### Exercise
Copy exactly the lines from the first line of the records below through the line containing "in the library.", including both, and nothing else.

Source records:
________________
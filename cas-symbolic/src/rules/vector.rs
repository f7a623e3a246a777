//! Vector calculus identities, and evaluation of arithmetic over vector literals.

use crate::{
    canonical::{canonical_add, canonical_multiply},
    expr::{Expr, OpKind},
    rule::Rule,
};
use once_cell::sync::Lazy;
use super::{compile, do_add, do_binary, do_multiply};

const SOURCES: &[&str] = &[
    "curl(grad(a)) ~ [0, 0, 0]",
    "div(curl(a)) ~ 0",
    "grad(a + b) ~ grad(a) + grad(b)",
    "div(a + b) ~ div(a) + div(b)",
    "curl(a + b) ~ curl(a) + curl(b)",
    "dot(a, b + c) ~ dot(a, b) + dot(a, c)",
    "dot(a + b, c) ~ dot(a, c) + dot(b, c)",
];

/// The number of rules in the library.
pub(crate) const RULE_COUNT: usize = SOURCES.len() + 3;

static RULES: Lazy<Vec<Rule>> = Lazy::new(|| {
    let mut rules = compile("vector", SOURCES);
    rules.push(Rule::native("add vector literals", add_vector_literals));
    rules.push(Rule::native("scale vector literal", scale_vector_literal));
    rules.push(Rule::native("dot vector literals", dot_vector_literals));
    rules
});

/// Returns the rules of the library.
pub fn rules() -> &'static [Rule] {
    &RULES
}

/// Adds the vector literals of the same length in a sum element-wise.
///
/// `[a, b] + [c, d] = [a + c, b + d]`
pub fn add_vector_literals(expr: &Expr) -> Option<Expr> {
    do_add(expr, |terms| {
        let (vectors, mut others): (Vec<_>, Vec<_>) = terms.iter()
            .cloned()
            .partition(|term| term.is_op(&OpKind::Vector));
        let len = vectors.first()?.args().len();
        if vectors.len() < 2 || vectors.iter().any(|vector| vector.args().len() != len) {
            return None;
        }

        let sum = (0..len)
            .map(|i| canonical_add(vectors.iter().map(|vector| vector.args()[i].clone()).collect()))
            .collect::<Vec<_>>();
        others.push(Expr::op(OpKind::Vector, sum));
        Some(Expr::op(OpKind::Add, others))
    })
}

/// Multiplies every entry of a vector literal by the scalar factors of the product it is in.
///
/// `2*x*[a, b] = [2*x*a, 2*x*b]`
pub fn scale_vector_literal(expr: &Expr) -> Option<Expr> {
    do_multiply(expr, |factors| {
        let (vector, scalars) = factors.split_last()?;
        if !vector.is_op(&OpKind::Vector) || !scalars.iter().all(|factor| factor.shape().is_scalar()) {
            return None;
        }

        let entries = vector.args()
            .iter()
            .map(|entry| {
                let mut product = scalars.to_vec();
                product.push(entry.clone());
                canonical_multiply(product)
            })
            .collect::<Vec<_>>();
        Some(Expr::op(OpKind::Vector, entries))
    })
}

/// Evaluates the dot product of two vector literals of the same length.
///
/// `dot([a, b], [c, d]) = a*c + b*d`
pub fn dot_vector_literals(expr: &Expr) -> Option<Expr> {
    do_binary(expr, &OpKind::Dot, |lhs, rhs| {
        if !lhs.is_op(&OpKind::Vector)
            || !rhs.is_op(&OpKind::Vector)
            || lhs.args().len() != rhs.args().len()
        {
            return None;
        }

        let terms = lhs.args()
            .iter()
            .zip(rhs.args())
            .map(|(a, b)| canonical_multiply(vec![a.clone(), b.clone()]))
            .collect();
        Some(canonical_add(terms))
    })
}

#[cfg(test)]
mod tests {
    use crate::{canonicalize, expr::Shape, rewrite_fully};
    use pretty_assertions::assert_eq;
    use super::*;

    fn parse(source: &str) -> Expr {
        canonicalize(&source.parse::<Expr>().unwrap())
    }

    fn evaluate(source: &str) -> Expr {
        rewrite_fully(&parse(source), rules(), 100).0
    }

    #[test]
    fn identities() {
        assert_eq!(evaluate("curl(grad(f))"), parse("[0, 0, 0]"));
        assert_eq!(evaluate("div(curl(F:[3]))"), Expr::number(0.0));
    }

    #[test]
    fn linearity() {
        let expr = evaluate("div(F:[3] + G:[3])");
        assert_eq!(expr, parse("div(F:[3]) + div(G:[3])"));
        assert_eq!(expr.shape(), Shape::scalar());
    }

    #[test]
    fn literals() {
        assert_eq!(evaluate("[1, x] + [2, y]"), parse("[3, x + y]"));
        assert_eq!(evaluate("2*[x, 1]"), parse("[2*x, 2]"));
        assert_eq!(evaluate("[1, 2] * [x, y]"), parse("x + 2*y"));
    }
}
________________
### Exercise output
filename cas-symbolic/src/rules/vector.rs
repository f7a623e3a246a777
//! Vector calculus identities, and evaluation of arithmetic over vector literals.

use crate::{
    canonical::{canonical_add, canonical_multiply},
    expr::{Expr, OpKind},
    rule::Rule,
};
use once_cell::sync::Lazy;
use super::{compile, do_add, do_binary, do_multiply};

const SOURCES: &[&str] = &[
    "curl(grad(a)) ~ [0, 0, 0]",
    "div(curl(a)) ~ 0",
    "grad(a + b) ~ grad(a) + grad(b)",
    "div(a + b) ~ div(a) + div(b)",
    "curl(a + b) ~ curl(a) + curl(b)",
    "dot(a, b + c) ~ dot(a, b) + dot(a, c)",
    "dot(a + b, c) ~ dot(a, c) + dot(b, c)",
];

/// The number of rules in the library.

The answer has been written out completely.